A North Carolina man who threatened to burn down a Black church in Virginia, after a church leader took part in a George Floyd vigil, was sentenced to two years in prison Thursday, prosecutors said.
What We Know:
- John Malcolm Bareswill, 63, targeted New Hope Baptist because a pastor from the church had taken part in a local vigil the day before honoring George Floyd and protesting racial injustice, according to court records.
- Bareswill had also called another church that took part in the vigil, but the call was not answered.
- According to US Attorney for the Eastern District of Virginia G. Zachary Terwilliger:
“While this sentence cannot undo that harm, it sends an important message: Our community will not tolerate attempts to silence free speech or interfere with the free exercise of religion.”
- Bareswill’s attorney claimed that the threat was an empty one and an irregularity for the law-abiding small-business proprietor who served in the Navy for 24 years. Bareswill is from North Carolina and worked as a package delivery business in Virginia Beach.
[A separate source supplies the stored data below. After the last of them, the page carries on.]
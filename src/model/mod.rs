pub mod action;
pub mod examiner;
pub mod module;
pub mod paper;

pub use action::{ActionKind, ExaminerAction};
pub use examiner::{Examiner, ExaminerDraft, ExaminerKind, ExternalExaminer, InternalExaminer};
pub use module::{Module, ModuleDraft, validate_module_code};
pub use paper::{AllowedMaterials, ExaminationPaper, PaperDraft, Question, QuestionPart};
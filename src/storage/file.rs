use super::engine::PartitionBackend;
use crate::core::{BoardError, Result};
use std::fs;
use std::io::{ErrorKind, Write};
use std::path::{Path, PathBuf};
use tempfile::NamedTempFile;

#[derive(Debug, Clone, Copy, PartialEq, Eq, Default)]
pub enum DurabilityMode {
    /// fsync each partition file before it replaces the previous one
    #[default]
    Sync,
    /// atomic rename without fsync
    Async,
    /// keep partitions in memory only
    None,
}

impl DurabilityMode {
    pub fn from_str(s: &str) -> Option<Self> {
        match s.to_ascii_lowercase().as_str() {
            "sync" => Some(Self::Sync),
            "async" => Some(Self::Async),
            "none" | "memory" => Some(Self::None),
            _ => None,
        }
    }
}

/// One file per partition under a data directory.
pub struct FileBackend {
    root: PathBuf,
    durability_mode: DurabilityMode,
}

impl FileBackend {
    pub fn new<P: AsRef<Path>>(root: P, durability_mode: DurabilityMode) -> Self {
        Self {
            root: root.as_ref().to_path_buf(),
            durability_mode,
        }
    }

    pub fn root(&self) -> &Path {
        &self.root
    }

    pub fn path_for(&self, file_name: &str) -> PathBuf {
        self.root.join(file_name)
    }
}

impl PartitionBackend for FileBackend {
    fn read(&self, file_name: &str) -> Result<Option<Vec<u8>>> {
        let path = self.path_for(file_name);
        match fs::read(&path) {
            Ok(bytes) => Ok(Some(bytes)),
            Err(e) if e.kind() == ErrorKind::NotFound => Ok(None),
            Err(e) => Err(BoardError::Io(format!(
                "Failed to read partition file '{}': {}",
                path.display(),
                e
            ))),
        }
    }

    fn write(&self, file_name: &str, bytes: &[u8]) -> Result<()> {
        fs::create_dir_all(&self.root).map_err(|e| {
            BoardError::Io(format!(
                "Failed to create data directory '{}': {}",
                self.root.display(),
                e
            ))
        })?;

        // The temp file lives in the target directory so the final rename
        // never crosses a filesystem boundary.
        let mut temp = NamedTempFile::new_in(&self.root)
            .map_err(|e| BoardError::Io(format!("Failed to create temp file: {}", e)))?;
        temp.write_all(bytes)
            .map_err(|e| BoardError::Io(format!("Failed to write temp file: {}", e)))?;
        temp.flush()
            .map_err(|e| BoardError::Io(format!("Failed to flush temp file: {}", e)))?;
        if self.durability_mode == DurabilityMode::Sync {
            temp.as_file()
                .sync_all()
                .map_err(|e| BoardError::Io(format!("Failed to sync temp file: {}", e)))?;
        }

        let path = self.path_for(file_name);
        temp.persist(&path).map_err(|e| {
            BoardError::Io(format!(
                "Failed to replace partition file '{}': {}",
                path.display(),
                e.error
            ))
        })?;
        Ok(())
    }

    fn exists(&self, file_name: &str) -> Result<bool> {
        Ok(self.path_for(file_name).try_exists()?)
    }

    fn describe(&self) -> String {
        format!("file:{}", self.root.display())
    }
}
//! Per-module examination paper partitions (`papers:<moduleCode>`).

use crate::core::{BoardError, ExamRules, Result};
use crate::model::{ExaminationPaper, PaperDraft, validate_module_code};
use crate::storage::{PartitionName, PartitionStore};
use tracing::info;
use uuid::Uuid;

#[derive(Clone)]
pub struct PaperPartitionManager {
    store: PartitionStore,
    rules: ExamRules,
}

impl PaperPartitionManager {
    pub fn new(store: PartitionStore, rules: ExamRules) -> Self {
        Self { store, rules }
    }

    pub fn rules(&self) -> &ExamRules {
        &self.rules
    }

    /// Validate `draft`, assign a fresh paper id and append the paper to the
    /// module's partition. Nothing is written if validation fails.
    pub fn create_paper(&self, module_code: &str, draft: PaperDraft) -> Result<ExaminationPaper> {
        validate_module_code(module_code)?;
        draft.validate(&self.rules)?;

        let partition = PartitionName::papers(module_code);
        let mut papers: Vec<ExaminationPaper> = self.store.load(&partition)?;
        let paper = ExaminationPaper::from_draft(Uuid::new_v4(), module_code, draft, &self.rules);
        papers.push(paper.clone());
        self.store.save(&partition, &papers)?;

        info!(module = module_code, paper_id = %paper.paper_id, questions = paper.total_questions, "examination paper created");
        Ok(paper)
    }

    pub fn list_papers(&self, module_code: &str) -> Result<Vec<ExaminationPaper>> {
        validate_module_code(module_code)?;
        self.store.load(&PartitionName::papers(module_code))
    }

    pub fn find_paper_by_id(
        &self,
        module_code: &str,
        paper_id: Uuid,
    ) -> Result<Option<ExaminationPaper>> {
        Ok(self
            .list_papers(module_code)?
            .into_iter()
            .find(|paper| paper.paper_id == paper_id))
    }

    /// Swap the stored paper with the same id for `updated`, keeping its position.
    pub fn replace_paper(&self, module_code: &str, updated: ExaminationPaper) -> Result<()> {
        if updated.module_code != module_code {
            return Err(BoardError::validation(format!(
                "Paper '{}' belongs to module '{}', not '{}'",
                updated.paper_id, updated.module_code, module_code
            )));
        }
        let mut papers = self.load_existing_partition(module_code)?;
        let position = position_of(&papers, updated.paper_id).ok_or_else(|| {
            BoardError::not_found(format!(
                "Paper '{}' in module '{}'",
                updated.paper_id, module_code
            ))
        })?;
        papers[position] = updated;
        self.save_partition(module_code, &papers)
    }

    /// Load a module's partition that is expected to exist already.
    pub(crate) fn load_existing_partition(&self, module_code: &str) -> Result<Vec<ExaminationPaper>> {
        validate_module_code(module_code)?;
        self.store
            .load_existing(&PartitionName::papers(module_code))?
            .ok_or_else(|| {
                BoardError::not_found(format!("Examination papers for module '{}'", module_code))
            })
    }

    pub(crate) fn save_partition(&self, module_code: &str, papers: &[ExaminationPaper]) -> Result<()> {
        self.store.save(&PartitionName::papers(module_code), papers)
    }
}

pub(crate) fn position_of(papers: &[ExaminationPaper], paper_id: Uuid) -> Option<usize> {
    papers.iter().position(|paper| paper.paper_id == paper_id)
}
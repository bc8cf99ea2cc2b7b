use anyhow::{Context, Result, anyhow};
use clap::{Args, Parser, Subcommand};
use exam_board::model::ExaminerKind;
use exam_board::{
    ActionKind, ActionRequest, DurabilityMode, ExamBoard, ExaminerDraft, ModuleDraft, PaperDraft,
    PaperFilter, StoreConfig,
};
use std::fs;
use std::path::{Path, PathBuf};
use tracing_subscriber::{EnvFilter, layer::SubscriberExt, util::SubscriberInitExt};
use uuid::Uuid;

#[derive(Parser)]
#[command(name = "exam-board")]
#[command(about = "Examination paper approval records")]
struct Cli {
    /// Directory holding the partition files (overrides EXAM_BOARD_DATA_DIR)
    #[arg(long, global = true)]
    data_dir: Option<PathBuf>,

    /// sync, async or none (overrides EXAM_BOARD_DURABILITY)
    #[arg(long, global = true, value_parser = parse_durability)]
    durability: Option<DurabilityMode>,

    #[command(subcommand)]
    command: Command,
}

#[derive(Subcommand)]
enum Command {
    Examiner {
        #[command(subcommand)]
        command: ExaminerCommand,
    },
    Module {
        #[command(subcommand)]
        command: ModuleCommand,
    },
    Paper {
        #[command(subcommand)]
        command: PaperCommand,
    },
    Action {
        #[command(subcommand)]
        command: ActionCommand,
    },
    /// Rebuild paper action lists from the global action log
    Reconcile,
}

#[derive(Subcommand)]
enum ExaminerCommand {
    AddInternal {
        #[arg(long)]
        name: String,
        #[arg(long)]
        department: String,
        #[arg(long)]
        school: String,
        #[arg(long)]
        email: String,
        #[arg(long)]
        registration_number: u32,
    },
    AddExternal {
        #[arg(long)]
        name: String,
        #[arg(long)]
        department: String,
        #[arg(long)]
        institution: String,
    },
    List {
        #[arg(long, value_parser = parse_examiner_kind)]
        kind: Option<ExaminerKind>,
    },
}

#[derive(Subcommand)]
enum ModuleCommand {
    Add(ModuleArgs),
    List,
}

#[derive(Args)]
struct ModuleArgs {
    #[arg(long)]
    code: String,
    #[arg(long)]
    title: String,
    #[arg(long, default_value_t = 0)]
    registrations: u32,
    #[arg(long)]
    program_code: String,
    #[arg(long)]
    program_title: String,
    #[arg(long)]
    year: u16,
    #[arg(long)]
    school: String,
    #[arg(long)]
    department: String,
    #[arg(long)]
    internal_examiner: Uuid,
    #[arg(long)]
    external_examiner: Uuid,
}

#[derive(Subcommand)]
enum PaperCommand {
    Add {
        #[arg(long)]
        module: String,
        /// JSON file holding the paper draft
        #[arg(long)]
        draft: PathBuf,
    },
    List {
        #[arg(long)]
        module: Option<String>,
    },
}

#[derive(Subcommand)]
enum ActionCommand {
    Record {
        #[arg(long)]
        module: String,
        #[arg(long)]
        paper: Uuid,
        #[arg(long)]
        examiner: Uuid,
        #[arg(long, value_parser = parse_action_kind)]
        kind: ActionKind,
        #[arg(long, default_value = "")]
        comment: String,
    },
    List {
        #[arg(long, conflicts_with_all = ["module", "examiner"])]
        paper: Option<Uuid>,
        #[arg(long, conflicts_with = "examiner")]
        module: Option<String>,
        #[arg(long)]
        examiner: Option<Uuid>,
    },
}

fn main() -> Result<()> {
    init_tracing();
    let cli = Cli::parse();

    let mut config = StoreConfig::from_env().context("Failed to load configuration")?;
    if let Some(data_dir) = cli.data_dir {
        config = config.data_dir(data_dir);
    }
    if let Some(durability) = cli.durability {
        config = config.durability(durability);
    }
    let board = ExamBoard::open(config)?;

    match cli.command {
        Command::Examiner { command } => run_examiner(&board, command),
        Command::Module { command } => run_module(&board, command),
        Command::Paper { command } => run_paper(&board, command),
        Command::Action { command } => run_action(&board, command),
        Command::Reconcile => {
            let report = board.reconcile()?;
            println!(
                "Scanned {} module(s), repaired {} paper(s)",
                report.modules_scanned, report.papers_repaired
            );
            Ok(())
        }
    }
}

fn init_tracing() {
    tracing_subscriber::registry()
        .with(
            EnvFilter::try_from_default_env()
                .unwrap_or_else(|_| EnvFilter::new("exam_board=info")),
        )
        .with(tracing_subscriber::fmt::layer().with_writer(std::io::stderr))
        .init();
}

fn run_examiner(board: &ExamBoard, command: ExaminerCommand) -> Result<()> {
    let draft = match command {
        ExaminerCommand::AddInternal {
            name,
            department,
            school,
            email,
            registration_number,
        } => ExaminerDraft::Internal {
            name,
            department,
            school,
            email,
            registration_number,
        },
        ExaminerCommand::AddExternal {
            name,
            department,
            institution,
        } => ExaminerDraft::External {
            name,
            department,
            institution,
        },
        ExaminerCommand::List { kind } => {
            let examiners = match kind {
                Some(kind) => board.list_examiners_of_kind(kind)?,
                None => board.list_examiners()?,
            };
            for examiner in examiners {
                println!("{}", examiner);
            }
            return Ok(());
        }
    };

    let examiner = board.create_examiner(draft)?;
    println!("{}", examiner);
    Ok(())
}

fn run_module(board: &ExamBoard, command: ModuleCommand) -> Result<()> {
    match command {
        ModuleCommand::Add(args) => {
            let module = board.create_module(ModuleDraft {
                code: args.code,
                title: args.title,
                registrations: args.registrations,
                program_code: args.program_code,
                program_title: args.program_title,
                year: args.year,
                school: args.school,
                department: args.department,
                internal_examiner_id: args.internal_examiner,
                external_examiner_id: args.external_examiner,
            })?;
            println!("{}", module);
        }
        ModuleCommand::List => {
            for module in board.list_modules()? {
                println!("{}", module);
            }
        }
    }
    Ok(())
}

fn run_paper(board: &ExamBoard, command: PaperCommand) -> Result<()> {
    match command {
        PaperCommand::Add { module, draft } => {
            let draft = read_draft(&draft)?;
            let paper = board.create_paper(&module, draft)?;
            println!("{}", paper);
        }
        PaperCommand::List { module } => {
            let filter = PaperFilter { module_code: module };
            for paper in board.list_papers(&filter)? {
                println!("{}", paper);
            }
        }
    }
    Ok(())
}

fn run_action(board: &ExamBoard, command: ActionCommand) -> Result<()> {
    match command {
        ActionCommand::Record {
            module,
            paper,
            examiner,
            kind,
            comment,
        } => {
            let action = board.record_action(ActionRequest {
                module_code: module,
                paper_id: paper,
                examiner_id: examiner,
                kind,
                comment,
            })?;
            println!("{}", action);
        }
        ActionCommand::List {
            paper,
            module,
            examiner,
        } => {
            let actions = match (paper, module, examiner) {
                (Some(paper), _, _) => board.list_actions_for_paper(paper)?,
                (_, Some(module), _) => board.list_actions_for_module(&module)?,
                (_, _, Some(examiner)) => board.list_actions_for_examiner(examiner)?,
                (None, None, None) => board.list_all_actions()?,
            };
            for action in actions {
                println!("{}", action);
            }
        }
    }
    Ok(())
}

fn read_draft(path: &Path) -> Result<PaperDraft> {
    let raw = fs::read_to_string(path)
        .with_context(|| format!("Failed to read paper draft '{}'", path.display()))?;
    serde_json::from_str(&raw)
        .with_context(|| format!("Failed to parse paper draft '{}'", path.display()))
}

fn parse_durability(raw: &str) -> Result<DurabilityMode> {
    DurabilityMode::from_str(raw).ok_or_else(|| anyhow!("Expected sync, async or none, got '{}'", raw))
}

fn parse_examiner_kind(raw: &str) -> Result<ExaminerKind> {
    ExaminerKind::from_str(raw).ok_or_else(|| anyhow!("Expected internal or external, got '{}'", raw))
}

fn parse_action_kind(raw: &str) -> Result<ActionKind> {
    ActionKind::from_str(raw)
        .ok_or_else(|| anyhow!("Expected add-comment, approve or reject, got '{}'", raw))
}
pub mod catalog;
pub mod engine;
pub mod file;
pub mod memory;
pub mod partition;

pub use catalog::PartitionName;
pub use engine::PartitionBackend;
pub use file::{DurabilityMode, FileBackend};
pub use memory::MemoryBackend;
pub use partition::PartitionStore;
- James Broccoletti Defense Attorney wrote in court filings:
”The mere minutes that it took for Mr. Bareswill to commit this heinous act are but a tiny fraction of the life of an otherwise honorable and decent man.”
- Bareswill responded in court filings that he had been troubled about the possible result of the protests on his business. Some of the speakers at the vigil promoted a boycott of local businesses.
- Broccoletti claimed that his client has already suffered enormously, having caught coronavirus in jail and experiencing physical and verbal abuse from other prisoners.
Prosecutors had asked for punishment within sentencing suggestions, which were ordered between 12 to 18 months in jail. Raymond A. Jackson, U.S. District Judge in federal court in Norfolk, placed a sentence for two years.